O que posso dizer com relação à intervenção de Sírio Possenti é que sou forçado a lidar com número enorme de estudantes a quem não se ensinou, nos estudos básicos, o mínimo da língua nacional, em nome de uma área de estudos científicos - de fato, os considero científicos - que nada tem com isso. Abomina-me que se desdenhe de velhos mestres. Irrita-me o discurso feito em nome de suposto culto da maioria iletrada, como se ser iletrado fosse algo desejável ou aceitável no mundo contemporâneo. Quanto à questão técnica, não cabe discuti-la nesse contexto.

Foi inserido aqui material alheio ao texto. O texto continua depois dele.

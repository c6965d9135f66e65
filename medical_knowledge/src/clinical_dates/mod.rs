// medical_knowledge/src/clinical_dates/mod.rs
pub mod clinical_dates;

pub use clinical_dates::{
    clinical_date_for_report,
    extract_clinical_dates,
    normalize_date,
    resolve_primary_clinical_date,
    LabeledPattern,
    FALLBACK_DATE_FORMATS,
};
// lib/src/lib.rs

pub mod commands;
pub mod config;
pub mod storage_engine;

pub use commands::*;
pub use config::{load_app_config, load_pathway_templates, AppConfig, CorrelationConfig, PathwayConfig, StorageConfig};
pub use storage_engine::{create_storage, ClinicalStore, InMemoryStorage};

pub use models::errors::{GraphError, GraphResult};
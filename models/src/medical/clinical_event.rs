// models/src/medical/clinical_event.rs
use std::fmt;
use std::str::FromStr;

use chrono::NaiveDate;
use serde::{Deserialize, Serialize};
use uuid::Uuid;

use crate::errors::{ValidationError, ValidationResult};

/// Kind of a discrete clinical occurrence extracted from a report.
/// Deserialization goes through [`FromStr`], so YAML scalars and JSON strings
/// read the same way; unrecognized kinds become [`EventType::Other`].
#[derive(Debug, Clone, Copy, PartialEq, Eq, Hash, PartialOrd, Ord, Serialize, Deserialize)]
#[serde(rename_all = "snake_case", from = "String")]
pub enum EventType {
    Symptom,
    Investigation,
    Diagnosis,
    LabResult,
    Medication,
    Treatment,
    Procedure,
    FollowUp,
    DoctorNote,
    AiSummary,
    Other,
}

impl EventType {
    pub fn as_str(&self) -> &'static str {
        match self {
            EventType::Symptom => "symptom",
            EventType::Investigation => "investigation",
            EventType::Diagnosis => "diagnosis",
            EventType::LabResult => "lab_result",
            EventType::Medication => "medication",
            EventType::Treatment => "treatment",
            EventType::Procedure => "procedure",
            EventType::FollowUp => "follow_up",
            EventType::DoctorNote => "doctor_note",
            EventType::AiSummary => "ai_summary",
            EventType::Other => "other",
        }
    }
}

impl fmt::Display for EventType {
    fn fmt(&self, f: &mut fmt::Formatter<'_>) -> fmt::Result {
        f.write_str(self.as_str())
    }
}

impl FromStr for EventType {
    type Err = ValidationError;

    fn from_str(s: &str) -> Result<Self, Self::Err> {
        match s.trim().to_lowercase().replace(['-', ' '], "_").as_str() {
            "symptom" => Ok(EventType::Symptom),
            "investigation" | "test" => Ok(EventType::Investigation),
            "diagnosis" => Ok(EventType::Diagnosis),
            "lab_result" | "lab" => Ok(EventType::LabResult),
            "medication" => Ok(EventType::Medication),
            "treatment" => Ok(EventType::Treatment),
            "procedure" => Ok(EventType::Procedure),
            "follow_up" | "followup" => Ok(EventType::FollowUp),
            "doctor_note" => Ok(EventType::DoctorNote),
            "ai_summary" => Ok(EventType::AiSummary),
            "other" => Ok(EventType::Other),
            other => Err(ValidationError::InvalidIdentifier(other.to_string())),
        }
    }
}

impl From<String> for EventType {
    fn from(value: String) -> Self {
        value.parse().unwrap_or(EventType::Other)
    }
}

fn default_confidence() -> f64 {
    1.0
}

/// A dated patient occurrence produced by upstream extraction.
#[derive(Debug, Clone, PartialEq, Serialize, Deserialize)]
pub struct ClinicalEvent {
    pub id: Uuid,
    pub patient_id: Uuid,
    pub event_type: EventType,
    pub event_name: String,
    #[serde(default)]
    pub event_date: Option<NaiveDate>,
    #[serde(default = "default_confidence")]
    pub confidence: f64,
    #[serde(default)]
    pub metadata: serde_json::Value,
    #[serde(default)]
    pub source_report_id: Option<Uuid>,
}

impl ClinicalEvent {
    pub fn new(
        patient_id: Uuid,
        event_type: EventType,
        event_name: impl Into<String>,
        event_date: Option<NaiveDate>,
    ) -> Self {
        Self {
            id: Uuid::new_v4(),
            patient_id,
            event_type,
            event_name: event_name.into(),
            event_date,
            confidence: default_confidence(),
            metadata: serde_json::Value::Null,
            source_report_id: None,
        }
    }

    pub fn with_source_report(mut self, report_id: Uuid) -> Self {
        self.source_report_id = Some(report_id);
        self
    }

    pub fn with_confidence(mut self, confidence: f64) -> Self {
        self.confidence = confidence;
        self
    }

    pub fn validate(&self) -> ValidationResult<()> {
        if !(0.0..=1.0).contains(&self.confidence) {
            return Err(ValidationError::ConfidenceOutOfRange(self.confidence));
        }
        if self.event_name.trim().is_empty() {
            return Err(ValidationError::InvalidIdentifier(self.id.to_string()));
        }
        Ok(())
    }
}

#[cfg(test)]
mod tests {
    use super::*;

    #[test]
    fn event_type_uses_snake_case_on_the_wire() {
        let json = serde_json::to_string(&EventType::LabResult).unwrap();
        assert_eq!(json, "\"lab_result\"");
        let parsed: EventType = serde_json::from_str("\"follow_up\"").unwrap();
        assert_eq!(parsed, EventType::FollowUp);
    }

    #[test]
    fn unknown_event_type_maps_to_other() {
        let parsed: EventType = serde_json::from_str("\"imaging_report\"").unwrap();
        assert_eq!(parsed, EventType::Other);
    }

    #[test]
    fn stored_record_deserializes_with_defaults() {
        let raw = r#"{
            "id": "7f1d5e2c-2b0b-4f5f-9a43-2c1f6a3f0d11",
            "patient_id": "0d4b6c8e-1a2b-4c3d-8e9f-a0b1c2d3e4f5",
            "event_type": "symptom",
            "event_name": "chest pain",
            "event_date": "2024-01-01"
        }"#;
        let event: ClinicalEvent = serde_json::from_str(raw).unwrap();
        assert_eq!(event.event_date, NaiveDate::from_ymd_opt(2024, 1, 1));
        assert_eq!(event.confidence, 1.0);
        assert!(event.source_report_id.is_none());
        assert!(event.validate().is_ok());
    }

    #[test]
    fn confidence_outside_unit_range_is_rejected() {
        let event = ClinicalEvent::new(Uuid::new_v4(), EventType::Diagnosis, "asthma", None)
            .with_confidence(1.5);
        assert_eq!(event.validate(), Err(ValidationError::ConfidenceOutOfRange(1.5)));
    }

    #[test]
    fn event_type_parses_loose_spellings() {
        assert_eq!("Follow-Up".parse::<EventType>().unwrap(), EventType::FollowUp);
        assert_eq!("lab result".parse::<EventType>().unwrap(), EventType::LabResult);
        assert!("banana".parse::<EventType>().is_err());
    }
}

A gramática que se ensina é um conjunto de convenções, algumas referidas ao passado da língua (como as mesóclises ou a segunda pessoa do plural), no entanto ainda convenientes para o acesso do estudante a discursos mais antigos (como o Hino Nacional ou Os Sertões, de Euclides da Cunha, por exemplo); outras à prática contemporânea, o que nos permite, entre outras coisas, denunciar as estruturas em que se disfarçam manobras do poder (os jargões da economia, as leis "flexibilizadas", os devedores "caloteiros", as classes "afluentes" - locuções ao mesmo tempo referenciais, informativas mas, sobretudo, fortemente argumentais). Mas Possenti é amigo de Bagno. Logo, não se pode criticar Bagno que Possenti parte, com sua espada, para o duelo. Na academia, um por todos, todos por um! N.L.

 

INCLUSÃO DIGITAL
Trincheiras contra Redmond

Ótimo texto. Muito bom saber que não só os desenvolvedores que se entrincheiram em conhecimentos técnicos para evitar o uso de softwares da gigante de Redmond sabem o que se passa no mundo lá fora. Há mais de 9 anos que não leio a Veja devido à postura tendenciosa de seus textos. Obrigado pelo serviço à sociedade de informação.

Leonardo T. de Carvalho

Mais objetividade

Excelente! Parabéns! Só sugiro um pouco mais de objetividade.